Apple has made exit public API (for better or worse), so you are absolutely within the rules to use it.
I would recommend continuing down this road for learning purposes only. If you have a real app that you care about, I think it would be more responsible to integrate an existing open-source reporting system and point it to a backend server that you control. No 3rd parties, but also no need to worry about doing more harm than good.
Conclusion
It is possible to create custom crash reporter but it is definitely not recommended because there is a lot going on in background that could be easily forgotten and can introduce a lot of undefined behaviors. Even usage of third party frameworks can be troublesome but it is generally better way to go.
Thanks to everyone for providing information regarding this topic.
Answers to questions
Is this good approach, any other way?
Approach I mentioned in original question will have influence on Apple's own crash reporter and it introduces undefined behavior because of bad handling of signals. UNIX signals are not covering every error and API handling work with async signal safe functions. Mach exception handling which is used by Apple's crash reporter is better option but it is more complex.

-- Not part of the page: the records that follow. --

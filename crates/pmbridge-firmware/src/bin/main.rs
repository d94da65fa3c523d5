#![no_std]
#![no_main]
#![deny(
    clippy::mem_forget,
    reason = "mem::forget is generally not safe to do with esp_hal types, especially those \
    holding buffers for the duration of a data transfer."
)]
#![deny(clippy::large_stack_frames)]

use bt_hci::controller::ExternalController;
use embassy_executor::Spawner;
use embassy_futures::select::{Either, select};
use embassy_time::{Duration, Timer};
use esp_hal::clock::CpuClock;
use esp_hal::efuse::Efuse;
use esp_hal::timer::timg::TimerGroup;
use esp_radio::ble::controller::BleConnector;
use log::{debug, error, info, warn};
use trouble_host::prelude::*;

use pmbridge_core::scheduler::{TickOutcome, run_tick};
use pmbridge_core::{ConnectionEvent, DeviceState, TickGate};
use pmbridge_firmware::CONFIG;
use pmbridge_firmware::ble::{self, CONNECTIONS_MAX, GattNotifier, L2CAP_CHANNELS_MAX, Server};
use pmbridge_firmware::serial::{SENSOR_RX, SensorRx, create_sensor_uart, uart_reader_task};
use pmbridge_firmware::ticker::{TICK, tick_task};

/// Max number of command slots for the controller.
const COMMAND_SLOTS: usize = 20;

#[panic_handler]
fn panic(info: &core::panic::PanicInfo) -> ! {
    rtt_target::rprintln!("PANIC: {}", info);
    loop {}
}

// This creates a default app-descriptor required by the esp-idf bootloader.
// For more information see: <https://docs.espressif.com/projects/esp-idf/en/stable/esp32/api-reference/system/app_image_format.html#application-description>
esp_bootloader_esp_idf::esp_app_desc!();

#[allow(
    clippy::large_stack_frames,
    reason = "it's not unusual to allocate larger buffers etc. in main"
)]
#[esp_rtos::main]
async fn main(spawner: Spawner) -> ! {
    rtt_target::rtt_init_log!();

    let config = esp_hal::Config::default().with_cpu_clock(CpuClock::max());
    let peripherals = esp_hal::init(config);

    esp_alloc::heap_allocator!(#[esp_hal::ram(reclaimed)] size: 73744);

    let timg0 = TimerGroup::new(peripherals.TIMG0);
    esp_rtos::start(timg0.timer0);

    info!("Embassy initialized!");

    let uart = create_sensor_uart(
        peripherals.UART2,
        peripherals.GPIO16,
        CONFIG.sensor_baud_rate,
    );
    info!("Sensor UART ready at {} baud", CONFIG.sensor_baud_rate);

    let radio_init = esp_radio::init().expect("Failed to initialize BLE controller");
    let transport = BleConnector::new(&radio_init, peripherals.BT, Default::default())
        .expect("Failed to initialize BLE transport");
    let ble_controller = ExternalController::<_, COMMAND_SLOTS>::new(transport);

    let mac = Efuse::read_base_mac_address();
    let name = CONFIG
        .advertised_name(mac)
        .expect("Device name too long for advertising");

    let mut address = mac;
    address.reverse();
    let mut resources: HostResources<DefaultPacketPool, CONNECTIONS_MAX, L2CAP_CHANNELS_MAX> =
        HostResources::new();
    let stack =
        trouble_host::new(ble_controller, &mut resources).set_random_address(Address::random(address));
    let Host {
        mut peripheral,
        mut runner,
        ..
    } = stack.build();

    let server = Server::new_with_config(GapConfig::Peripheral(PeripheralConfig {
        name: &name,
        appearance: &appearance::sensor::GENERIC_SENSOR,
    }))
    .expect("Failed to build GATT server");

    spawner.must_spawn(uart_reader_task(uart, &SENSOR_RX));
    spawner.must_spawn(tick_task(&TICK));

    let mut state = DeviceState::new();

    let ble_runner = async {
        loop {
            if let Err(e) = runner.run().await {
                error!("[ble] host runner error: {:?}", e);
            }
        }
    };

    let bridge = async {
        loop {
            let conn = match ble::advertise(&name, &mut peripheral, &server).await {
                Ok(conn) => conn,
                Err(e) => {
                    error!("[adv] error: {:?}", e);
                    Timer::after(Duration::from_secs(1)).await;
                    continue;
                }
            };

            state.apply(ConnectionEvent::Connected);
            let mut notifier = GattNotifier::new(&server, &conn);
            select(
                ble::gatt_events_task(&conn),
                notify_loop(&TICK, &mut state, &SENSOR_RX, &mut notifier),
            )
            .await;
            state.apply(ConnectionEvent::Disconnected);
        }
    };

    match select(ble_runner, bridge).await {
        Either::First(_) => error!("BLE runner stopped"),
        Either::Second(_) => error!("Bridge loop stopped"),
    }

    panic!("BLE host exited");
}

/// Run a scheduler tick each time the gate fires, for one connection.
async fn notify_loop(
    gate: &TickGate,
    state: &mut DeviceState,
    rx: &SensorRx,
    notifier: &mut GattNotifier<'_, '_, '_>,
) {
    loop {
        gate.wait().await;
        match run_tick(state, &mut rx.reader(), notifier).await {
            Ok(TickOutcome::Notified { frames, measurement }) => {
                debug!("[tick] {:.1} ug/m3 ({} frame(s))", measurement.pm25, frames);
            }
            Ok(TickOutcome::Skipped(reason)) => debug!("[tick] skipped: {:?}", reason),
            Err(e) => warn!("[tick] {}", e),
        }
    }
}
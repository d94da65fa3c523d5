//! PM2.5 measurement record and its BLE notification payload.
//!
//! The payload is the postcard encoding of [`Measurement`], which for a single
//! `f64` field is exactly the 8-byte little-endian IEEE-754 value. Centrals
//! must decode it as such.

use serde::{Deserialize, Serialize};

/// Sensor ADC full-scale count.
pub const ADC_FULL_SCALE: f64 = 1024.0;

/// Sensor reference voltage in volts.
pub const REFERENCE_VOLTS: f64 = 5.0;

/// Conversion factor from output voltage to concentration (ug/m3 per volt).
pub const DENSITY_PER_VOLT: f64 = 700.0;

/// Size of the notification payload in bytes.
pub const PAYLOAD_LEN: usize = 8;

/// Latest PM2.5 concentration held by the device.
#[derive(Serialize, Deserialize, Debug, Clone, Copy, PartialEq, Default)]
pub struct Measurement {
    /// Concentration in ug/m3
    pub pm25: f64,
}

impl Measurement {
    pub const fn new(pm25: f64) -> Self {
        Self { pm25 }
    }

    /// Convert the sensor's raw output-voltage counts into a concentration.
    pub fn from_vout_counts(counts: u16) -> Self {
        let volts = f64::from(counts) / ADC_FULL_SCALE * REFERENCE_VOLTS;
        Self::new(volts * DENSITY_PER_VOLT)
    }

    /// Output voltage implied by this concentration.
    pub fn volts(&self) -> f64 {
        self.pm25 / DENSITY_PER_VOLT
    }

    /// Encode the measurement as the fixed-size notification payload.
    pub fn to_payload(&self) -> Result<[u8; PAYLOAD_LEN], postcard::Error> {
        let mut payload = [0u8; PAYLOAD_LEN];
        let used = postcard::to_slice(self, &mut payload)?.len();
        if used != PAYLOAD_LEN {
            return Err(postcard::Error::SerializeBufferFull);
        }
        Ok(payload)
    }

    /// Decode a notification payload, as a central would.
    pub fn from_payload(payload: &[u8]) -> Result<Self, postcard::Error> {
        if payload.len() != PAYLOAD_LEN {
            return Err(postcard::Error::DeserializeUnexpectedEnd);
        }
        postcard::from_bytes(payload)
    }
}

#[cfg(test)]
mod tests {
    use super::*;

    #[test]
    fn test_conversion_from_counts() {
        // 256 counts -> 1.25 V -> 875 ug/m3
        let m = Measurement::from_vout_counts(256);
        assert_eq!(m.pm25, 875.0);
        assert_eq!(m.volts(), 1.25);
    }

    #[test]
    fn test_zero_counts() {
        assert_eq!(Measurement::from_vout_counts(0), Measurement::default());
    }

    #[test]
    fn test_payload_is_little_endian_f64() {
        let payload = Measurement::new(875.0).to_payload().unwrap();
        assert_eq!(payload, 875.0f64.to_le_bytes());
    }

    #[test]
    fn test_payload_decodes_like_a_central() {
        let payload = 12.5f64.to_le_bytes();
        let m = Measurement::from_payload(&payload).unwrap();
        assert_eq!(m.pm25, 12.5);
    }

    #[test]
    fn test_short_payload_rejected() {
        assert!(Measurement::from_payload(&[0u8; 4]).is_err());
    }
}
//! ESP32 firmware-specific modules for pmbridge
//!
//! This crate contains hardware-specific code that cannot compile on desktop
//! targets: the UART adapter for the dust sensor, the GATT server and
//! advertising on top of `trouble-host`, and the tick timer task.

#![no_std]

pub mod ble;
pub mod serial;
pub mod ticker;

use pmbridge_core::config::{BridgeConfig, DEFAULT_DEVICE_NAME};

/// Bridge configuration, with the device name optionally overridden at build
/// time through `PMBRIDGE_DEVICE_NAME` (see `build.rs`).
pub const CONFIG: BridgeConfig<'static> =
    BridgeConfig::DEFAULT.with_device_name(match option_env!("PMBRIDGE_DEVICE_NAME") {
        Some(name) => name,
        None => DEFAULT_DEVICE_NAME,
    });
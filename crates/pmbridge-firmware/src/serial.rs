//! UART receive side for the dust sensor

use esp_hal::Async;
use esp_hal::uart::{Config as UartConfig, UartRx};
use log::{info, warn};
use pmbridge_core::RxBuffer;

/// Software receive buffer, a few seconds of sensor output at 2400 baud.
pub const SENSOR_RX_LEN: usize = 512;

pub type SensorRx = RxBuffer<SENSOR_RX_LEN>;

/// Bytes received from the sensor, drained by the notify loop on each tick.
pub static SENSOR_RX: SensorRx = RxBuffer::new();

/// Create the sensor UART receiver
///
/// 8N1 at `baud_rate`, receive only: the sensor streams unsolicited frames.
pub fn create_sensor_uart(
    uart: esp_hal::peripherals::UART2<'static>,
    rx_pin: esp_hal::peripherals::GPIO16<'static>,
    baud_rate: u32,
) -> UartRx<'static, Async> {
    let config = UartConfig::default().with_baudrate(baud_rate);

    UartRx::new(uart, config)
        .expect("Failed to configure sensor UART")
        .with_rx(rx_pin)
        .into_async()
}

/// Move bytes from the hardware FIFO into `buffer` as they arrive.
///
/// Runs for the whole uptime so the FIFO never overruns between ticks or
/// between connections.
#[embassy_executor::task]
pub async fn uart_reader_task(mut rx: UartRx<'static, Async>, buffer: &'static SensorRx) {
    info!("[uart] reader started");
    let mut chunk = [0u8; 32];
    loop {
        match rx.read_async(&mut chunk).await {
            Ok(n) => {
                let evicted = buffer.push(&chunk[..n]);
                if evicted > 0 {
                    warn!("[uart] rx buffer full, dropped {} old byte(s)", evicted);
                }
            }
            Err(e) => warn!("[uart] receive error: {:?}", e),
        }
    }
}
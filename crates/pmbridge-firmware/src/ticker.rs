//! Periodic tick source

use embassy_time::{Duration, Ticker};
use pmbridge_core::TickGate;

/// Gate shared between the tick task and the main loop.
pub static TICK: TickGate = TickGate::new();

/// Fire the tick gate every `CONFIG.notify_interval_ms`. Does no other work.
#[embassy_executor::task]
pub async fn tick_task(gate: &'static TickGate) {
    let mut ticker = Ticker::every(Duration::from_millis(crate::CONFIG.notify_interval_ms));
    loop {
        ticker.next().await;
        gate.fire();
    }
}
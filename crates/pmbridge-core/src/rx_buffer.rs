//! Software receive buffer between the UART and the scheduler.
//!
//! A reader task pushes bytes as they arrive; the scheduler drains them once
//! per tick through [`RxReader`]. When the buffer is full the oldest bytes
//! are dropped, so the newest frames always survive a long gap between
//! drains. A frame cut by the drop is discarded by the parser's resync.

use embassy_sync::blocking_mutex::raw::CriticalSectionRawMutex;
use embassy_sync::pipe::Pipe;
use embedded_io::{ErrorKind, ErrorType, Read, ReadReady};

pub struct RxBuffer<const N: usize> {
    pipe: Pipe<CriticalSectionRawMutex, N>,
}

impl<const N: usize> RxBuffer<N> {
    pub const fn new() -> Self {
        Self { pipe: Pipe::new() }
    }

    /// Append received bytes, evicting the oldest ones if needed.
    ///
    /// Returns the number of bytes evicted.
    pub fn push(&self, bytes: &[u8]) -> usize {
        // Only the newest N bytes can ever be kept
        let bytes = &bytes[bytes.len().saturating_sub(N)..];

        let mut evicted = 0;
        let mut pending = bytes;
        let mut scratch = [0u8; 16];
        while !pending.is_empty() {
            match self.pipe.try_write(pending) {
                Ok(written) => pending = &pending[written..],
                Err(_) => {
                    let room = pending.len().min(scratch.len());
                    evicted += self.pipe.try_read(&mut scratch[..room]).unwrap_or(0);
                }
            }
        }
        evicted
    }

    /// Bytes waiting to be drained.
    pub fn len(&self) -> usize {
        self.pipe.len()
    }

    pub fn is_empty(&self) -> bool {
        self.pipe.is_empty()
    }

    pub fn clear(&self) {
        self.pipe.clear();
    }

    /// Non-blocking reader for the scheduler's drain step.
    pub fn reader(&self) -> RxReader<'_, N> {
        RxReader { buffer: self }
    }
}

impl<const N: usize> Default for RxBuffer<N> {
    fn default() -> Self {
        Self::new()
    }
}

pub struct RxReader<'a, const N: usize> {
    buffer: &'a RxBuffer<N>,
}

impl<const N: usize> ErrorType for RxReader<'_, N> {
    type Error = ErrorKind;
}

impl<const N: usize> ReadReady for RxReader<'_, N> {
    fn read_ready(&mut self) -> Result<bool, Self::Error> {
        Ok(!self.buffer.is_empty())
    }
}

impl<const N: usize> Read for RxReader<'_, N> {
    /// Returns 0 when nothing is buffered instead of waiting.
    fn read(&mut self, buf: &mut [u8]) -> Result<usize, Self::Error> {
        if buf.is_empty() {
            return Ok(0);
        }
        Ok(self.buffer.pipe.try_read(buf).unwrap_or(0))
    }
}
//! Error types shared by the bridge components

use thiserror_no_std::Error;

/// Why a collected frame was rejected.
#[derive(Error, Debug, Clone, Copy, PartialEq, Eq)]
pub enum FrameError {
    #[error("Checksum mismatch: expected {expected:#04x}, frame carried {actual:#04x}")]
    Checksum { expected: u8, actual: u8 },
    #[error("Bad terminator byte {0:#04x}")]
    Terminator(u8),
    #[error("Frame does not begin with the start marker (found {0:#04x})")]
    MissingStart(u8),
}

/// Errors surfaced by a scheduler tick.
#[derive(Error, Debug)]
pub enum BridgeError {
    #[error("Serial read failed: {0:?}")]
    Serial(embedded_io::ErrorKind),
    #[error("Payload encoding failed: {0}")]
    Encode(postcard::Error),
    #[error("Notification was not delivered")]
    Notify,
}

impl From<postcard::Error> for BridgeError {
    fn from(value: postcard::Error) -> Self {
        Self::Encode(value)
    }
}

#[derive(Error, Debug, Clone, Copy, PartialEq, Eq)]
pub enum ConfigError {
    #[error("Advertised name does not fit in the advertising packet")]
    NameTooLong,
}
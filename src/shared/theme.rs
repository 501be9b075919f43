use ratatui::style::{Color, Modifier, Style};

/// Modern color palette for the Todo Enhanced TUI
#[derive(Debug, Clone)]
pub struct ModernTheme {
    // Primary colors
    pub primary: Color,
    pub secondary: Color,
    pub accent: Color,

    // Status colors
    pub success: Color,
    pub warning: Color,
    pub danger: Color,
    pub info: Color,

    // Background and surface colors
    #[allow(dead_code)]
    pub background: Color,
    #[allow(dead_code)]
    pub surface: Color,

    // Text colors
    pub text_primary: Color,
    pub text_secondary: Color,
    pub text_disabled: Color,

    // Interactive colors
    pub selected: Color,
    pub border: Color,
    pub border_focused: Color,
}

impl Default for ModernTheme {
    fn default() -> Self {
        Self::dark()
    }
}

impl ModernTheme {
    /// Modern dark theme with an emerald accent
    pub fn dark() -> Self {
        Self {
            // Primary colors - Emerald/Teal gradient
            primary: Color::Rgb(16, 185, 129),  // Emerald-500
            secondary: Color::Rgb(20, 184, 166), // Teal-500
            accent: Color::Rgb(34, 211, 238),   // Cyan-400

            // Status colors
            success: Color::Rgb(34, 197, 94),  // Green-500
            warning: Color::Rgb(251, 191, 36), // Amber-500
            danger: Color::Rgb(239, 68, 68),   // Red-500
            info: Color::Rgb(59, 130, 246),    // Blue-500

            // Background colors
            background: Color::Rgb(17, 24, 39), // Gray-900
            surface: Color::Rgb(31, 41, 55),    // Gray-800

            // Text colors
            text_primary: Color::Rgb(243, 244, 246), // Gray-100
            text_secondary: Color::Rgb(156, 163, 175), // Gray-400
            text_disabled: Color::Rgb(107, 114, 128), // Gray-500

            // Interactive colors
            selected: Color::Rgb(6, 78, 59),          // Emerald-900
            border: Color::Rgb(75, 85, 99),           // Gray-600
            border_focused: Color::Rgb(16, 185, 129), // Emerald-500
        }
    }

    /// Light theme variant
    pub fn light() -> Self {
        Self {
            primary: Color::Rgb(5, 150, 105),   // Emerald-600
            secondary: Color::Rgb(13, 148, 136), // Teal-600
            accent: Color::Rgb(8, 145, 178),    // Cyan-600

            success: Color::Rgb(22, 163, 74),  // Green-600
            warning: Color::Rgb(217, 119, 6),  // Amber-600
            danger: Color::Rgb(220, 38, 38),   // Red-600
            info: Color::Rgb(37, 99, 235),     // Blue-600

            background: Color::Rgb(255, 255, 255),
            surface: Color::Rgb(249, 250, 251),

            text_primary: Color::Rgb(17, 24, 39),
            text_secondary: Color::Rgb(107, 114, 128),
            text_disabled: Color::Rgb(156, 163, 175),

            selected: Color::Rgb(209, 250, 229), // Emerald-100
            border: Color::Rgb(209, 213, 219),
            border_focused: Color::Rgb(5, 150, 105),
        }
    }

    /// Ocean theme with deep blue tones
    pub fn ocean() -> Self {
        Self {
            primary: Color::Rgb(14, 165, 233),  // Sky-500
            secondary: Color::Rgb(59, 130, 246), // Blue-500
            accent: Color::Rgb(6, 182, 212),    // Cyan-500

            success: Color::Rgb(52, 211, 153), // Emerald-400
            warning: Color::Rgb(251, 191, 36), // Amber-500
            danger: Color::Rgb(248, 113, 113), // Red-400
            info: Color::Rgb(96, 165, 250),    // Blue-400

            background: Color::Rgb(15, 23, 42), // Slate-900
            surface: Color::Rgb(30, 41, 59),    // Slate-800

            text_primary: Color::Rgb(226, 232, 240), // Slate-200
            text_secondary: Color::Rgb(148, 163, 184), // Slate-400
            text_disabled: Color::Rgb(100, 116, 139), // Slate-500

            selected: Color::Rgb(12, 74, 110),        // Sky-900
            border: Color::Rgb(51, 65, 85),           // Slate-700
            border_focused: Color::Rgb(14, 165, 233), // Sky-500
        }
    }
}

/// Icon set shared across the UI
pub struct ModernIcons;

impl ModernIcons {
    // Todo status
    pub const COMPLETED: &'static str = "✓"; // Check mark
    pub const PENDING: &'static str = "○"; // Hollow circle

    // Header and decorations
    pub const LOGO: &'static str = "☑"; // Checked box
    pub const TIME: &'static str = "◷"; // Clock
    pub const BULLET: &'static str = "•"; // Bullet point
    pub const EXPORT: &'static str = "⎘"; // Copy page
    pub const HELP: &'static str = "❓"; // Help question mark
}

/// Progress bar characters for modern look
pub struct ProgressChars;

impl ProgressChars {
    pub const FILLED: char = '█'; // Full block
    pub const EMPTY: char = '░'; // Light shade
    pub const PARTIAL: char = '▒'; // Medium shade
}

/// Pre-defined styles for common UI elements
impl ModernTheme {
    /// Style for headers and titles
    pub fn header_style(&self) -> Style {
        Style::default()
            .fg(self.text_primary)
            .add_modifier(Modifier::BOLD)
    }

    /// Style for secondary text
    pub fn secondary_text_style(&self) -> Style {
        Style::default().fg(self.text_secondary)
    }

    /// Style for success messages
    pub fn success_style(&self) -> Style {
        Style::default()
            .fg(self.success)
            .add_modifier(Modifier::BOLD)
    }

    /// Style for warnings
    pub fn warning_style(&self) -> Style {
        Style::default()
            .fg(self.warning)
            .add_modifier(Modifier::BOLD)
    }

    /// Style for errors
    pub fn danger_style(&self) -> Style {
        Style::default()
            .fg(self.danger)
            .add_modifier(Modifier::BOLD)
    }

    /// Style for info text
    pub fn info_style(&self) -> Style {
        Style::default().fg(self.info)
    }

    /// Style for the selected list row
    pub fn selected_style(&self) -> Style {
        Style::default()
            .fg(self.text_primary)
            .bg(self.selected)
            .add_modifier(Modifier::BOLD)
    }

    /// Style for borders
    pub fn border_style(&self) -> Style {
        Style::default().fg(self.border)
    }

    /// Style for focused borders
    pub fn border_focused_style(&self) -> Style {
        Style::default()
            .fg(self.border_focused)
            .add_modifier(Modifier::BOLD)
    }

    /// Style for the filled part of progress bars
    pub fn progress_success_style(&self) -> Style {
        Style::default().fg(self.success)
    }

    pub fn progress_warning_style(&self) -> Style {
        Style::default().fg(self.warning)
    }

    pub fn progress_danger_style(&self) -> Style {
        Style::default().fg(self.danger)
    }

    /// Style for metric numbers
    pub fn metric_style(&self) -> Style {
        Style::default()
            .fg(self.accent)
            .add_modifier(Modifier::BOLD)
    }

    /// Style for de-emphasized chrome
    pub fn dimmed_style(&self) -> Style {
        Style::default().fg(self.text_disabled)
    }

    /// Style for the text of completed todos
    pub fn done_text_style(&self) -> Style {
        Style::default()
            .fg(self.text_disabled)
            .add_modifier(Modifier::CROSSED_OUT)
    }

    /// Pick a progress color from the completion percentage
    pub fn progress_style_for_percentage(&self, percentage: f64) -> Style {
        if percentage >= 80.0 {
            self.progress_success_style()
        } else if percentage >= 50.0 {
            self.progress_warning_style()
        } else {
            self.progress_danger_style()
        }
    }
}

#[cfg(test)]
mod tests {
    use super::*;

    #[test]
    fn test_theme_color_consistency() {
        // Test that each theme has consistent color assignments
        let themes = vec![
            ModernTheme::dark(),
            ModernTheme::light(),
            ModernTheme::ocean(),
        ];

        for theme in themes {
            // All themes should have distinct primary, secondary, and accent colors
            assert_ne!(theme.primary, theme.secondary);
            assert_ne!(theme.primary, theme.accent);
            assert_ne!(theme.secondary, theme.accent);

            // Status colors should be defined
            assert_ne!(theme.success, Color::Reset);
            assert_ne!(theme.warning, Color::Reset);
            assert_ne!(theme.danger, Color::Reset);
            assert_ne!(theme.info, Color::Reset);
        }
    }

    #[test]
    fn test_modern_icons_constants() {
        assert_eq!(ModernIcons::COMPLETED, "✓");
        assert_eq!(ModernIcons::PENDING, "○");
        assert_eq!(ModernIcons::TIME, "◷");
        assert_eq!(ModernIcons::BULLET, "•");
    }

    #[test]
    fn test_progress_chars_constants() {
        // Test that progress bar characters are valid Unicode
        assert_ne!(ProgressChars::FILLED, '\0');
        assert_ne!(ProgressChars::EMPTY, '\0');
        assert_ne!(ProgressChars::PARTIAL, '\0');
    }

    #[test]
    fn test_theme_specific_colors() {
        let dark = ModernTheme::dark();
        let light = ModernTheme::light();
        let ocean = ModernTheme::ocean();

        // Dark theme should have dark background
        assert_eq!(dark.background, Color::Rgb(17, 24, 39));

        // Light theme should have light background
        assert_eq!(light.background, Color::Rgb(255, 255, 255));

        // Ocean theme should have ocean-like colors
        assert_eq!(ocean.primary, Color::Rgb(14, 165, 233)); // Sky blue
    }

    #[test]
    fn test_done_text_style_is_crossed_out() {
        let theme = ModernTheme::dark();
        let style = theme.done_text_style();
        assert!(style.add_modifier.contains(Modifier::CROSSED_OUT));
    }

    #[test]
    fn test_progress_style_thresholds() {
        let theme = ModernTheme::dark();
        assert_eq!(
            theme.progress_style_for_percentage(100.0).fg,
            Some(theme.success)
        );
        assert_eq!(
            theme.progress_style_for_percentage(60.0).fg,
            Some(theme.warning)
        );
        assert_eq!(
            theme.progress_style_for_percentage(10.0).fg,
            Some(theme.danger)
        );
    }
}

Will usage of exit() break Apple App Store review?
No. Usage of exit() is more related to the normal operation of app. If app is crashing anyway, calling exit() isn't problem.
Is it better to use kill(getpid(), SIGKILL) instead of exit()?
Quote from Eskimo:
You must not call exit. There’s two problems with doing that:
exit is not async signal safe. In fact, exit can run arbitrary code
via handlers registered with atexit. If you want to exit the process,
call _exit.
Exiting the process is a bad idea anyway, because it will either
prevent the Apple crash reporter from running or cause it to log
incorrect state (the state of your signal handler rather than the
state of the crashed thread).
A better solution is to unregister your signal handler (set it to
SIG_DFL) and then return
Additional details (full context)
Since I cross posted this questions to Apple's official support forum and got really long and descriptive answer from well known Eskimo I would like to share it with anyone who decides to go same path as I did and starts researching this approach.
Quote from Eskimo
Before we start I’d like you to take look at my shiny new Implementing
Your Own Crash Reporter post. I’ve been meaning to write this up for
a while, and your question has give me a good excuse to allocate the
time.
You wrote:
I've got a requirement to catch all exceptions that are occuring in
iOS app and log them to file and eventually send them to back-end
server used by the app.
I strongly recommend against doing this. My Implementing Your Own
Crash Reporter post explains why this is so hard. It also has some
suggestions for how to avoid problems, but ultimately there’s no way
to implement a third-party crash reporter that’s reliable, binary
compatible, and sufficient to debug complex problems
With that out of the way, let’s look at your specific questions:
Is this good approach at all?
No. The issue is that your minimalist crash reporter will disrupt the
behaviour of the Apple crash reporter. The above-mentioned post
discusses this problem in gory detail.
Will it break App Store Review guidelines because of usage of exit()?
No. iOS’s prohibition against calling exit is all about the normal
operation of your app. If your app is crashing anyway, calling exit
isn’t a problem.
However, calling exit will exacerbate the problem I covered in the
previous point.
Is it better to use kill(getpid(), SIGKILL) instead?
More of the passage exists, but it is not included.